More than 1,500 people are or have been homeless in Jackson County, Missouri, so far this year. Ahead of the winter months, the Kansas City Council could soon enact a five-year strategic plan that works to lower those numbers.
The city’s Houseless Task Force and the Housing and Community Development Department announced on Thursday a plan called Zero KC, which aims to end homelessness in the city.
One of its main goals is to create 200 new rapid rehousing units for households with children and 300 new housing units for unhoused people in permanent supportive housing programs.
Rayana Parks-Shaw, fifth district council person and chair of the Houseless Taskforce, said the city will also be able to better coordinate services for people experiencing homelessness.
“Many organizations are doing great work by themselves, but because they have limited resources, and they continue to work in silos, they don't necessarily get the overall support that they need,” Parks-Shaw said. “What Zero KC, the strategic plan, will do for us is allow those organizations to stop working in silos. Together we will see the success that we haven't seen before because they've all been working individually.”
The plan also commits to preserving all affordable housing stock for extremely low-income residents.
The success of increasing the housing supply relies in part on the passage of a bond initiative that, if passed, will allow the city to invest up to $50 million in creating and preserving affordable housing. That initiative will be on the Nov. 8 ballot.
Mayor Quinton Lucas said the Housing Trust Fund will also be used to create more than 350 housing units.
“Whether you're folks who are looking for more workforce housing in Kansas City, whether you're folks who are looking for housing and you've been living on the streets, whether there's somewhere in between. That's something that we'll continue to work with,” Lucas said.
However, the city’s commitment to creating affordable housing for extremely low-income people has been called into question by some advocates. An ordinance passed by the city council last month amended the city’s affordable housing policy and alters who qualifies for affordable housing.
Under the new policy, developers must make 20% of their units affordable to households making 60% or less of the median family income instead of the old policy’s requirement that at least 10% of the units be for extremely low-income individuals.
Advocates say the new policy doesn’t ensure an adequate supply of extremely affordable housing. But Lucas said the city remains committed to creating more housing under the new policy.
“We are channeling our highest incentives, our greatest support as a city, to those that are providing and building housing for those who are experiencing housing insecurity or experiencing homelessness,” he said.

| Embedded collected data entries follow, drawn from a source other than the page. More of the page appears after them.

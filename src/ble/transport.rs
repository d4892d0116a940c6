//! BLE transport trait definitions and core types
//!
//! Defines the abstract central/link interface that both the simulated
//! transport and platform radio adapters conform to. Every `GattLink`
//! operation is a submission: `Err` means the stack refused it outright,
//! `Ok` means exactly one matching `TransportEvent` will follow on the
//! link's `EventSender` (unless the link dies first).

use std::fmt;
use std::ops::BitOr;
use std::str::FromStr;

use async_trait::async_trait;
use serde::{Deserialize, Serialize};
use tokio::sync::{broadcast, mpsc};

use super::gatt::{CharacteristicId, DescriptorId, GattService, GattStatus};
use super::BleError;

/// A 6-byte link-layer address, rendered as `AA:BB:CC:DD:EE:FF`.
#[derive(Debug, Clone, Copy, PartialEq, Eq, Hash, PartialOrd, Ord, Serialize, Deserialize)]
pub struct BleAddress(pub [u8; 6]);

/// Returned when an address string is not six upper-case hex octets
/// separated by colons.
#[derive(Debug, Clone, PartialEq, Eq, thiserror::Error)]
#[error("malformed BLE address: {0:?}")]
pub struct AddressParseError(pub String);

impl FromStr for BleAddress {
    type Err = AddressParseError;

    fn from_str(s: &str) -> Result<Self, Self::Err> {
        let err = || AddressParseError(s.to_string());
        let parts: Vec<&str> = s.split(':').collect();
        if parts.len() != 6 {
            return Err(err());
        }
        let mut bytes = [0u8; 6];
        for (slot, part) in bytes.iter_mut().zip(parts) {
            let valid = part.len() == 2
                && part
                    .chars()
                    .all(|c| c.is_ascii_digit() || ('A'..='F').contains(&c));
            if !valid {
                return Err(err());
            }
            *slot = u8::from_str_radix(part, 16).map_err(|_| err())?;
        }
        Ok(BleAddress(bytes))
    }
}

impl fmt::Display for BleAddress {
    fn fmt(&self, f: &mut fmt::Formatter<'_>) -> fmt::Result {
        let b = self.0;
        write!(
            f,
            "{:02X}:{:02X}:{:02X}:{:02X}:{:02X}:{:02X}",
            b[0], b[1], b[2], b[3], b[4], b[5]
        )
    }
}

/// What the scan collaborator reports for each advertisement it sees.
#[derive(Debug, Clone)]
pub struct ScanRecord {
    /// Address of the advertising device.
    pub address: BleAddress,
    /// Advertised local name, if any.
    pub name: Option<String>,
    /// Received signal strength indicator (if available).
    pub rssi: Option<i16>,
    /// Raw advertisement data.
    pub data: Vec<u8>,
}

/// Preferred transport for links to dual-mode peripherals.
#[derive(Debug, Clone, Copy, PartialEq, Eq, Default, Serialize, Deserialize)]
pub enum TransportMode {
    Auto,
    BrEdr,
    #[default]
    Le,
}

/// ATT write procedure used for a characteristic write.
#[derive(Debug, Clone, Copy, PartialEq, Eq, Default, Serialize, Deserialize)]
pub enum WriteType {
    /// Write request, acknowledged by the peer.
    #[default]
    Default,
    /// Write command, no acknowledgment on the air.
    NoResponse,
    /// Authenticated signed write.
    Signed,
}

/// A physical layer an LE link can run on.
#[derive(Debug, Clone, Copy, PartialEq, Eq, Hash, Serialize, Deserialize)]
pub enum Phy {
    Le1M,
    Le2M,
    LeCoded,
}

/// A set of acceptable PHYs, used for connection and link preferences.
#[derive(Debug, Clone, Copy, PartialEq, Eq, Hash, Serialize, Deserialize)]
pub struct PhyMask(pub u8);

impl PhyMask {
    pub const LE_1M: PhyMask = PhyMask(0x01);
    pub const LE_2M: PhyMask = PhyMask(0x02);
    pub const LE_CODED: PhyMask = PhyMask(0x04);

    pub fn contains(self, phy: Phy) -> bool {
        let bit = match phy {
            Phy::Le1M => Self::LE_1M,
            Phy::Le2M => Self::LE_2M,
            Phy::LeCoded => Self::LE_CODED,
        };
        self.0 & bit.0 != 0
    }

    pub fn intersect(self, other: PhyMask) -> PhyMask {
        PhyMask(self.0 & other.0)
    }

    /// Fastest PHY in the set. An empty set falls back to 1M.
    pub fn fastest(self) -> Phy {
        if self.contains(Phy::Le2M) {
            Phy::Le2M
        } else if self.contains(Phy::Le1M) || !self.contains(Phy::LeCoded) {
            Phy::Le1M
        } else {
            Phy::LeCoded
        }
    }
}

impl Default for PhyMask {
    fn default() -> Self {
        Self::LE_1M
    }
}

impl BitOr for PhyMask {
    type Output = PhyMask;

    fn bitor(self, rhs: PhyMask) -> PhyMask {
        PhyMask(self.0 | rhs.0)
    }
}

/// Coding preference when transmitting on the LE Coded PHY.
#[derive(Debug, Clone, Copy, PartialEq, Eq, Default, Serialize, Deserialize)]
pub enum PhyOptions {
    #[default]
    NoPreferred,
    S2,
    S8,
}

/// Pairing state of the peripheral as reported by the host stack.
#[derive(Debug, Clone, Copy, PartialEq, Eq, Default, Serialize, Deserialize)]
pub enum BondState {
    #[default]
    None,
    Bonding,
    Bonded,
}

#[derive(Debug, Clone, Copy, PartialEq, Eq)]
pub enum LinkState {
    Connected,
    Disconnected,
}

/// Completion (or unsolicited) event reported by a link.
#[derive(Debug, Clone)]
pub enum TransportEvent {
    LinkStateChanged {
        status: GattStatus,
        state: LinkState,
    },
    ServicesDiscovered {
        status: GattStatus,
    },
    CharacteristicRead {
        status: GattStatus,
        target: CharacteristicId,
        value: Vec<u8>,
    },
    CharacteristicWritten {
        status: GattStatus,
        target: CharacteristicId,
    },
    /// Peripheral-initiated notification or indication.
    CharacteristicChanged {
        target: CharacteristicId,
        value: Vec<u8>,
    },
    DescriptorRead {
        status: GattStatus,
        target: DescriptorId,
        value: Vec<u8>,
    },
    DescriptorWritten {
        status: GattStatus,
        target: DescriptorId,
        value: Vec<u8>,
    },
    MtuChanged {
        status: GattStatus,
        mtu: u16,
    },
    RssiRead {
        status: GattStatus,
        rssi: i16,
    },
    PhyRead {
        status: GattStatus,
        tx: Phy,
        rx: Phy,
    },
    /// Completion of a preference request, or a PHY change the peer
    /// initiated.
    PhyUpdated {
        status: GattStatus,
        tx: Phy,
        rx: Phy,
    },
    BondStateChanged {
        state: BondState,
    },
}

/// An event tagged with the link that produced it.
#[derive(Debug, Clone)]
pub struct LinkEvent {
    pub link_id: u64,
    pub event: TransportEvent,
}

/// Handed to `BleCentral::connect`; the link reports every completion
/// through it. Events sent after the owning connection has moved on to a
/// newer link are dropped by the receiver.
#[derive(Debug, Clone)]
pub struct EventSender {
    link_id: u64,
    tx: mpsc::UnboundedSender<LinkEvent>,
}

impl EventSender {
    pub fn new(link_id: u64, tx: mpsc::UnboundedSender<LinkEvent>) -> Self {
        Self { link_id, tx }
    }

    pub fn link_id(&self) -> u64 {
        self.link_id
    }

    /// Report an event. Returns false if the receiving connection is gone.
    pub fn send(&self, event: TransportEvent) -> bool {
        self.tx
            .send(LinkEvent {
                link_id: self.link_id,
                event,
            })
            .is_ok()
    }
}

/// An open (or opening) GATT client link to one peripheral.
///
/// The link is an owned resource: it is acquired through
/// `BleCentral::connect` and must be `close`d before being dropped.
#[async_trait]
pub trait GattLink: Send + Sync {
    /// Request link teardown; reported as `LinkStateChanged(Disconnected)`.
    async fn disconnect(&self) -> Result<(), BleError>;

    /// Release the link handle. No further events are reported.
    async fn close(&self);

    async fn discover_services(&self) -> Result<(), BleError>;

    /// Services from the most recent successful discovery.
    fn services(&self) -> Vec<GattService>;

    async fn read_characteristic(&self, target: &CharacteristicId) -> Result<(), BleError>;

    async fn write_characteristic(
        &self,
        target: &CharacteristicId,
        value: &[u8],
        write_type: WriteType,
    ) -> Result<(), BleError>;

    async fn read_descriptor(&self, target: &DescriptorId) -> Result<(), BleError>;

    async fn write_descriptor(&self, target: &DescriptorId, value: &[u8]) -> Result<(), BleError>;

    /// Local registration for notifications/indications on a characteristic.
    /// Completes synchronously; no event follows.
    async fn set_characteristic_notification(
        &self,
        target: &CharacteristicId,
        enable: bool,
    ) -> Result<(), BleError>;

    async fn request_mtu(&self, mtu: u16) -> Result<(), BleError>;

    async fn read_rssi(&self) -> Result<(), BleError>;

    /// Reported as `PhyRead`.
    async fn read_phy(&self) -> Result<(), BleError>;

    /// Ask for a PHY change. The controller may ignore the preference;
    /// the PHYs actually in use are reported as `PhyUpdated`.
    async fn set_preferred_phy(
        &self,
        tx: PhyMask,
        rx: PhyMask,
        options: PhyOptions,
    ) -> Result<(), BleError>;

    /// Drop the platform's cached GATT database for this peer. Returns
    /// whether the invalidation was performed.
    async fn invalidate_service_cache(&self) -> bool;
}

/// BLE central role: scanning for advertisements and opening links.
#[async_trait]
pub trait BleCentral: Send + Sync {
    /// Start scanning for BLE advertisements.
    async fn start_scan(&self) -> Result<(), BleError>;

    /// Stop scanning.
    async fn stop_scan(&self) -> Result<(), BleError>;

    /// Subscribe to scan results.
    fn advertisements(&self) -> broadcast::Receiver<ScanRecord>;

    /// Pairing state the host stack currently holds for `address`.
    fn bond_state(&self, address: &BleAddress) -> BondState;

    /// Open a link to the peripheral at `address`, preferring the PHYs in
    /// `phy`. Link-up is reported asynchronously through `events`.
    async fn connect(
        &self,
        address: &BleAddress,
        mode: TransportMode,
        phy: PhyMask,
        events: EventSender,
    ) -> Result<Box<dyn GattLink>, BleError>;
}

#[cfg(test)]
mod tests {
    use super::*;

    #[test]
    fn test_ble_address_parse_and_display() {
        let addr: BleAddress = "01:02:0A:FF:10:EE".parse().unwrap();
        assert_eq!(addr, BleAddress([0x01, 0x02, 0x0A, 0xFF, 0x10, 0xEE]));
        assert_eq!(addr.to_string(), "01:02:0A:FF:10:EE");
    }

    #[test]
    fn test_ble_address_rejects_malformed() {
        for bad in [
            "",
            "01:02:03:04:05",
            "01:02:03:04:05:06:07",
            "01-02-03-04-05-06",
            "01:02:03:04:05:0g",
            "aa:bb:cc:dd:ee:ff",
            "1:02:03:04:05:06",
            "001:02:03:04:05:06",
        ] {
            assert!(bad.parse::<BleAddress>().is_err(), "{bad:?} should be rejected");
        }
    }

    #[test]
    fn test_phy_mask_picks_fastest() {
        assert_eq!(PhyMask::LE_1M.fastest(), Phy::Le1M);
        assert_eq!((PhyMask::LE_1M | PhyMask::LE_2M).fastest(), Phy::Le2M);
        assert_eq!(PhyMask::LE_CODED.fastest(), Phy::LeCoded);
        assert_eq!(PhyMask(0).fastest(), Phy::Le1M);

        let both = PhyMask::LE_1M | PhyMask::LE_CODED;
        assert!(both.contains(Phy::LeCoded));
        assert!(!both.contains(Phy::Le2M));
        assert_eq!(both.intersect(PhyMask::LE_2M | PhyMask::LE_CODED), PhyMask::LE_CODED);
    }

    #[test]
    fn test_event_sender_tags_link_id() {
        let (tx, mut rx) = mpsc::unbounded_channel();
        let sender = EventSender::new(7, tx);
        assert!(sender.send(TransportEvent::ServicesDiscovered {
            status: GattStatus::SUCCESS,
        }));

        let received = rx.try_recv().unwrap();
        assert_eq!(received.link_id, 7);
        assert!(matches!(
            received.event,
            TransportEvent::ServicesDiscovered { status } if status.is_success()
        ));

        drop(rx);
        assert!(!sender.send(TransportEvent::RssiRead {
            status: GattStatus::SUCCESS,
            rssi: -40,
        }));
    }
}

Another of the plan’s top priorities is decreasing public encampments — but not through camp sweeps. Instead, the Zero KC implementation includes coordinating nonprofits and community groups to address the needs of unhoused people and connect them to social services and healthcare with the ultimate goal of moving them to permanent housing.
Limiting camp sweeps without first conducting in-depth outreach work could conflict with a new Missouri law. The legislation, which went into effect in late August, makes it a Class C misdemeanor for unhoused people to sleep on state-owned land.
Under the law, the Missouri attorney general can sue local governments that don’t enforce regulations on unauthorized public camping. Cities that don’t abide by those bans could lose all state and federal funding for housing and homeless services.
Lucas said he isn’t worried about the state law hindering the city’s homeless outreach efforts.
He called the new law “heinous” and “cruel” and said it is in violation of Missouri’s Hancock Amendment because it would increase the city’s responsibility — in this case, the Kansas City Police Department’s responsibility to sweep camps — without an adequate increase in funding.
“I believe none of us here believe that the city will be exposed to substantial liability by not just clearing encampments at the earliest opportunity as the state law dictates,” Lucas said at a press conference.
“I think we'll be vastly more productive in terms of how we get people housing services, careers, healthcare, and beyond," he said, "rather than the state approach, which is just looking to push people from place to place and continue to make Missouri a difficult place for people to live.”
The mayor also said the city will continue to evaluate other ways to work with the state to help people find housing.
Beyond the Zero KC plan, the city launched a program this week to employ 15 people experiencing homelessness through the Public Works department. The department will pay the workers, employed through Hope Faith Ministries and Creative Innovators, $15 an hour to clean neighborhoods and conduct snow removal.
They will work between 25-30 hours per week and receive job training, bank accounts, IDs and other necessary services.
While Zero KC is a strategic plan meant to guide further action, Parks-Shaw said she is optimistic about the plan’s implementation, which will redirect locally available federal funds towards the effort.
“The first step we will do is seek council overall approval, but then establish an implementation team that will work to establish the milestones,” Parks-Shaw said. “It's a five-year plan. So most of the action happens in the first three years. We know that we will have to continue to update this living and breathing document to adjust to the needs of the city.”
The Houseless Taskforce will hold three public listening sessions on the plan: 9-11 a.m. Sept. 24, 9701 Marion Park Drive; 5-7 p.m. Sept. 26 at 5340 NE Chouteau Trafficway; and 5-7 p.m. Sept. 28 at 3200 Wayne Avenue.